* TASK OBJECTIVE *
Report how many lines below contain the word "StatsTable". Give only the number.

......

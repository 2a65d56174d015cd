//! Element handler: classifiers (classes, data types, enumerations).

use log::warn;
use percent_encoding::{utf8_percent_encode, AsciiSet, CONTROLS};
use url::Url;

use crate::config::ConvertConfig;
use crate::error::ConvertError;
use crate::model::entities::{Element, ElementKind};
use crate::model::registry::DataRegistry;
use crate::model::tags::TagRole;
use crate::model::ModelObject;
use crate::rdf::namespaces::NamespaceRegistry;
use crate::rdf::vocab::{internal_id, standard, vm};
use crate::rdf::{Quad, QuadStore, Term};

use super::entity_info::{add_entity_information, add_scope};
use super::tags::{is_ignored, single_tag_value};
use super::uri_registry::UriRegistry;
use super::ConverterHandler;

/// Characters percent-encoded when a display name becomes a URI path
/// segment. Alphanumerics plus `-`, `_`, `.`, `~` stay as-is.
const SEGMENT_ENCODE_SET: &AsciiSet = &CONTROLS
    .add(b' ')
    .add(b'"')
    .add(b'#')
    .add(b'%')
    .add(b'<')
    .add(b'>')
    .add(b'?')
    .add(b'[')
    .add(b']')
    .add(b'^')
    .add(b'`')
    .add(b'{')
    .add(b'|')
    .add(b'}');

/// Mint a URI for an entity under a package namespace: an explicit `uri`
/// tag (expanded through the namespace registry, so `prefix:local`
/// works) wins; otherwise the package base URI plus the percent-encoded
/// display name. A package without a registered base URI falls back to
/// the configured fallback base URI with a warning.
pub(super) fn mint_entity_uri(
    object: &dyn ModelObject,
    package_id: i64,
    uris: &UriRegistry,
    namespaces: &NamespaceRegistry,
) -> Result<Url, ConvertError> {
    if let Some(explicit) = single_tag_value(object, TagRole::ExternalUri) {
        return namespaces.expand(&explicit).map_err(|e| match e {
            ConvertError::InvalidUri { value, source, .. } => ConvertError::InvalidUri {
                value,
                path: object.path().to_string(),
                source,
            },
            other => other,
        });
    }

    let base = match uris.package_base_uri(package_id) {
        Some(base) => base.clone(),
        None => {
            warn!(
                "no base URI registered for the package of entity ({}); fallback URI ({}) will be used",
                object.path(),
                uris.fallback_base_uri()
            );
            uris.fallback_base_uri().clone()
        }
    };

    let local = utf8_percent_encode(object.name(), SEGMENT_ENCODE_SET).to_string();
    let minted = format!("{base}{local}");
    Url::parse(&minted).map_err(|source| ConvertError::InvalidUri {
        value: minted,
        path: object.path().to_string(),
        source,
    })
}

pub struct ElementConverterHandler<'a> {
    config: &'a ConvertConfig,
}

impl<'a> ElementConverterHandler<'a> {
    pub fn new(config: &'a ConvertConfig) -> Self {
        Self { config }
    }

    pub fn create_quads(
        &self,
        element: &Element,
        uris: &UriRegistry,
    ) -> Result<Vec<Quad>, ConvertError> {
        let assigned = uris
            .assigned_uri(element.id())
            .ok_or_else(|| ConvertError::MissingUri {
                kind: "assigned",
                path: element.path().to_string(),
            })?;

        let subject = internal_id(element.stable_guid());
        let class_iri = match element.kind {
            ElementKind::Class => vm::CLASS,
            ElementKind::DataType => vm::DATA_TYPE,
            ElementKind::Enumeration => vm::ENUMERATION,
        };

        let mut quads = vec![
            Quad::new(&subject, standard::RDF_TYPE, Term::named(class_iri)),
            Quad::new(&subject, vm::ASSIGNED_URI, Term::named(assigned.as_str())),
        ];

        add_entity_information(self.config, element, &subject, &mut quads);

        let package_base = uris
            .package_base_uri(element.package_id)
            .map(|u| u.as_str().to_string())
            .unwrap_or_else(|| uris.fallback_base_uri().as_str().to_string());
        add_scope(
            self.config,
            element,
            &subject,
            &package_base,
            uris,
            &mut quads,
        );

        Ok(quads)
    }
}

impl ConverterHandler for ElementConverterHandler<'_> {
    fn name(&self) -> &'static str {
        "ElementConverterHandler"
    }

    fn filter_ignored_objects(&self, model: &mut DataRegistry) -> Result<(), ConvertError> {
        model.elements.retain(|e| !is_ignored(e));
        Ok(())
    }

    fn assign_uris(
        &self,
        model: &DataRegistry,
        uris: &mut UriRegistry,
        namespaces: &mut NamespaceRegistry,
    ) -> Result<(), ConvertError> {
        for element in &model.elements {
            let uri = mint_entity_uri(element, element.package_id, uris, namespaces)?;
            uris.set_assigned_uri(element.id(), uri);
        }
        Ok(())
    }

    fn convert(
        &self,
        model: &DataRegistry,
        uris: &UriRegistry,
        store: &mut QuadStore,
    ) -> Result<(), ConvertError> {
        let target = model.target_diagram()?;
        for element in model
            .elements
            .iter()
            .filter(|e| target.element_ids.contains(&e.id()))
        {
            store.add_quads(self.create_quads(element, uris)?);
        }
        Ok(())
    }
}
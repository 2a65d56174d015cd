//! Run configuration for the conversion pipeline.

use url::Url;

use crate::error::ConvertError;
use crate::model::tags::{Language, TagRole};

/// Options recognized by the converter. One instance per run, passed by
/// reference into every handler.
#[derive(Debug, Clone)]
pub struct ConvertConfig {
    /// Language code attributed to tags without a recognized suffix.
    pub language: String,
    /// Emit unrecognized tags under the `any:` passthrough predicate.
    pub all_tags: bool,
    /// URI prefix of the publication environment, used by scope
    /// classification.
    pub publication_environment: String,
    /// Downgrades certain fatal value-presence checks to warnings.
    pub debug: bool,
    /// Base URI assigned to packages that lack an explicit base-URI tag.
    pub fallback_base_uri: String,
}

impl Default for ConvertConfig {
    fn default() -> Self {
        Self {
            language: Language::Nl.as_str().to_string(),
            all_tags: false,
            publication_environment: "https://data.example.org/".to_string(),
            debug: false,
            fallback_base_uri: "https://fallback.example.org/ns/".to_string(),
        }
    }
}

impl ConvertConfig {
    /// Validate the configuration before any handler runs.
    ///
    /// Checks that the URI-valued options parse, that the default
    /// language is a recognized code, and that the tag-name contract does
    /// not collide with the language-code set (a role name ending in a
    /// recognized code would make its unsuffixed form unresolvable).
    pub fn validate(&self) -> Result<(), ConvertError> {
        if !Language::is_known(&self.language) {
            return Err(ConvertError::InvalidConfig(format!(
                "unknown default language code ({})",
                self.language
            )));
        }
        Url::parse(&self.publication_environment).map_err(|e| {
            ConvertError::InvalidConfig(format!(
                "publication environment is not a valid URI ({}): {e}",
                self.publication_environment
            ))
        })?;
        Url::parse(&self.fallback_base_uri).map_err(|e| {
            ConvertError::InvalidConfig(format!(
                "fallback base URI is not a valid URI ({}): {e}",
                self.fallback_base_uri
            ))
        })?;
        for role in TagRole::ALL {
            if let Some((_, suffix)) = role.as_str().rsplit_once('-') {
                if Language::is_known(suffix) {
                    return Err(ConvertError::InvalidConfig(format!(
                        "tag role ({}) collides with language code ({suffix})",
                        role.as_str()
                    )));
                }
            }
        }
        Ok(())
    }
}
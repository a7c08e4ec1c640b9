mod csv;
mod render;

pub use self::csv::{export_file_name, table_to_csv, write_csv};
pub use render::{print_json, print_table};
use crate::config::ScraperSettings;
use crate::http::RateLimiter;
use anyhow::{Context, Result};
use reqwest::blocking::{Client, Response};
use std::time::Duration;

/// HTTP client with built-in rate limiting
pub struct RateLimitedClient {
    client: Client,
    rate_limiter: RateLimiter,
}

impl RateLimitedClient {
    pub fn new(user_agent: &str, timeout_secs: u64, rate_limit_ms: u64) -> Result<Self> {
        let client = Self::build_client(user_agent, timeout_secs)?;
        let rate_limiter = RateLimiter::new(rate_limit_ms);

        Ok(Self {
            client,
            rate_limiter,
        })
    }

    pub fn from_settings(settings: &ScraperSettings) -> Result<Self> {
        Self::new(
            settings.user_agent,
            settings.timeout_secs,
            settings.rate_limit_ms,
        )
    }

    pub fn get(&mut self, url: &str) -> Result<Response> {
        self.rate_limiter.wait();
        self.send_get_request(url)
    }

    fn build_client(user_agent: &str, timeout_secs: u64) -> Result<Client> {
        Client::builder()
            .user_agent(user_agent)
            .timeout(Duration::from_secs(timeout_secs))
            .build()
            .context("Failed to build HTTP client")
    }

    fn send_get_request(&self, url: &str) -> Result<Response> {
        self.client
            .get(url)
            .send()
            .context("Failed to send GET request")
    }
}
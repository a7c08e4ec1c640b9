use crate::errors;
use crate::http::RateLimitedClient;
use anyhow::{Result, anyhow, bail};
use scraper::{ElementRef, Html, Selector};

/// Fetch a URL and parse the response body as an HTML document
pub fn fetch_document(client: &mut RateLimitedClient, url: &str) -> Result<Html> {
    let response = client.get(url)?;

    if !response.status().is_success() {
        bail!("HTTP error: {}", response.status());
    }

    let body = errors::with_fetch_context(response.text(), url)?;
    Ok(Html::parse_document(&body))
}

/// Compile a CSS selector supplied at runtime
pub fn parse_selector(css: &str) -> Result<Selector> {
    Selector::parse(css).map_err(|e| anyhow!("{}: {}", errors::selector_context(css), e))
}

/// Text of the first element matching the selector, or None
pub fn first_text(document: &Html, selector: &Selector) -> Option<String> {
    document.select(selector).next().map(element_text)
}

/// Element text with runs of whitespace collapsed to single spaces
pub fn element_text(element: ElementRef) -> String {
    let raw: String = element.text().collect();
    collapse_whitespace(&raw)
}

fn collapse_whitespace(text: &str) -> String {
    text.split_whitespace().collect::<Vec<_>>().join(" ")
}

#[cfg(test)]
mod tests {
    use super::*;

    #[test]
    fn first_text_returns_first_match_only() {
        let html = Html::parse_document(
            "<div class='note'>first</div><div class='note'>second</div>",
        );
        let selector = parse_selector("div.note").unwrap();
        assert_eq!(first_text(&html, &selector), Some("first".to_string()));
    }

    #[test]
    fn first_text_is_none_without_match() {
        let html = Html::parse_document("<p>nothing here</p>");
        let selector = parse_selector("div.note").unwrap();
        assert_eq!(first_text(&html, &selector), None);
    }

    #[test]
    fn element_text_collapses_markup_whitespace() {
        let html = Html::parse_document("<div class='note'>\n  Eden\n  Gardens\n</div>");
        let selector = parse_selector("div.note").unwrap();
        assert_eq!(first_text(&html, &selector), Some("Eden Gardens".to_string()));
    }

    #[test]
    fn invalid_selector_is_rejected() {
        assert!(parse_selector("div..[").is_err());
    }
}
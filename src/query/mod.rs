mod builder;
mod identifier;
mod span;

pub use builder::build_stats_url;
pub use identifier::IdentifierExtractor;
pub use span::rolling_year_span;
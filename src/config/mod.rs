mod settings;

pub use settings::{ScraperSettings, TOURNAMENT};
use crate::domain::{FilterSet, StatsType};

/// Build the fully-qualified career stats query URL for one player.
///
/// Pure and deterministic: the same inputs always yield the same string.
/// Filter values are concatenated verbatim, so callers must only pass
/// values that need no escaping (numeric or opaque ids, ISO dates).
pub fn build_stats_url(
    base_url: &str,
    player_id: &str,
    filters: &FilterSet,
    stats_type: StatsType,
    tournament: &str,
) -> String {
    let base = stats_path(base_url, player_id);
    let query = query_string(filters, stats_type, tournament);
    format!("{}?{}", base, query)
}

fn stats_path(base_url: &str, player_id: &str) -> String {
    format!("{}/profiles/{}/career-stats", base_url, player_id)
}

fn query_string(filters: &FilterSet, stats_type: StatsType, tournament: &str) -> String {
    let mut params = vec![
        format!("stats_type={}", stats_type.as_str()),
        format!("tournament={}", tournament),
    ];

    for (key, value) in filters.entries() {
        params.push(format!("{}={}", key, value));
    }

    params.join("&")
}
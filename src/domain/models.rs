use serde::{Deserialize, Serialize};

/// One scraped HTML table: column headers plus data rows, cell text verbatim
#[derive(Debug, Clone, PartialEq, Eq, Serialize, Deserialize)]
pub struct StatsTable {
    pub headers: Vec<String>,
    pub rows: Vec<Vec<String>>,
}

impl StatsTable {
    pub fn row_count(&self) -> usize {
        self.rows.len()
    }

    pub fn is_empty(&self) -> bool {
        self.rows.is_empty()
    }
}

/// Which career table to request
#[derive(Debug, Clone, Copy, PartialEq, Eq, Serialize, Deserialize)]
pub enum StatsType {
    Batting,
    Bowling,
}

impl StatsType {
    /// Value sent as the `stats_type` query parameter
    pub fn as_str(&self) -> &'static str {
        match self {
            StatsType::Batting => "batting",
            StatsType::Bowling => "bowling",
        }
    }

    /// Display heading for the scraped table
    pub fn label(&self) -> &'static str {
        match self {
            StatsType::Batting => "Batting",
            StatsType::Bowling => "Bowling",
        }
    }
}

/// Match result filter and its site-side code
#[derive(Debug, Clone, Copy, Default, PartialEq, Eq, Serialize, Deserialize)]
pub enum MatchResult {
    #[default]
    All,
    Won,
    Lost,
    Draw,
}

impl MatchResult {
    /// Query code; All maps to blank and is omitted from queries
    pub fn code(&self) -> &'static str {
        match self {
            MatchResult::All => "",
            MatchResult::Won => "1",
            MatchResult::Lost => "2",
            MatchResult::Draw => "3",
        }
    }
}

/// Innings number filter
#[derive(Debug, Clone, Copy, Default, PartialEq, Eq, Serialize, Deserialize)]
pub enum Innings {
    #[default]
    All,
    First,
    Second,
}

impl Innings {
    pub fn code(&self) -> &'static str {
        match self {
            Innings::All => "",
            Innings::First => "1",
            Innings::Second => "2",
        }
    }
}

/// Optional narrowing criteria for a statistics query.
///
/// Field order is the query parameter order. Blank values are omitted from
/// derived queries entirely, never sent as empty parameters.
#[derive(Debug, Clone, Default, PartialEq, Eq)]
pub struct FilterSet {
    pub batting_position: Option<String>,
    pub opposition: Option<String>,
    pub result: MatchResult,
    pub innings: Innings,
    pub spanmin: Option<String>,
    pub spanmax: Option<String>,
}

impl FilterSet {
    /// Key/value pairs in query order, blank entries dropped
    pub fn entries(&self) -> Vec<(&'static str, String)> {
        let mut entries = Vec::new();
        push_entry(&mut entries, "batting_position", self.batting_position.as_deref());
        push_entry(&mut entries, "opposition", self.opposition.as_deref());
        push_entry(&mut entries, "result", Some(self.result.code()));
        push_entry(&mut entries, "innings_number", Some(self.innings.code()));
        push_entry(&mut entries, "spanmin", self.spanmin.as_deref());
        push_entry(&mut entries, "spanmax", self.spanmax.as_deref());
        entries
    }
}

fn push_entry(entries: &mut Vec<(&'static str, String)>, key: &'static str, value: Option<&str>) {
    if let Some(value) = value {
        if !value.trim().is_empty() {
            entries.push((key, value.to_string()));
        }
    }
}

/// Free-text venue and pitch report from a scorecard page
#[derive(Debug, Clone, PartialEq, Eq, Serialize, Deserialize)]
pub struct MatchDetails {
    pub venue: String,
    pub pitch_report: String,
}

#[cfg(test)]
mod tests {
    use super::*;

    #[test]
    fn blank_filters_yield_no_entries() {
        let filters = FilterSet::default();
        assert!(filters.entries().is_empty());
    }

    #[test]
    fn whitespace_only_values_are_omitted() {
        let filters = FilterSet {
            batting_position: Some("  ".to_string()),
            ..FilterSet::default()
        };
        assert!(filters.entries().is_empty());
    }

    #[test]
    fn entries_preserve_field_order() {
        let filters = FilterSet {
            batting_position: Some("4".to_string()),
            opposition: Some("7".to_string()),
            result: MatchResult::Won,
            innings: Innings::Second,
            spanmin: Some("2024-01-01".to_string()),
            spanmax: Some("2025-01-01".to_string()),
        };
        let keys: Vec<&str> = filters.entries().iter().map(|(k, _)| *k).collect();
        assert_eq!(
            keys,
            vec![
                "batting_position",
                "opposition",
                "result",
                "innings_number",
                "spanmin",
                "spanmax"
            ]
        );
    }

    #[test]
    fn result_codes_match_site_contract() {
        assert_eq!(MatchResult::All.code(), "");
        assert_eq!(MatchResult::Won.code(), "1");
        assert_eq!(MatchResult::Lost.code(), "2");
        assert_eq!(MatchResult::Draw.code(), "3");
    }

    #[test]
    fn only_non_blank_codes_become_entries() {
        let filters = FilterSet {
            innings: Innings::First,
            ..FilterSet::default()
        };
        assert_eq!(
            filters.entries(),
            vec![("innings_number", "1".to_string())]
        );
    }
}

......

* RESPONSE FOR THIS EXERCISE *
2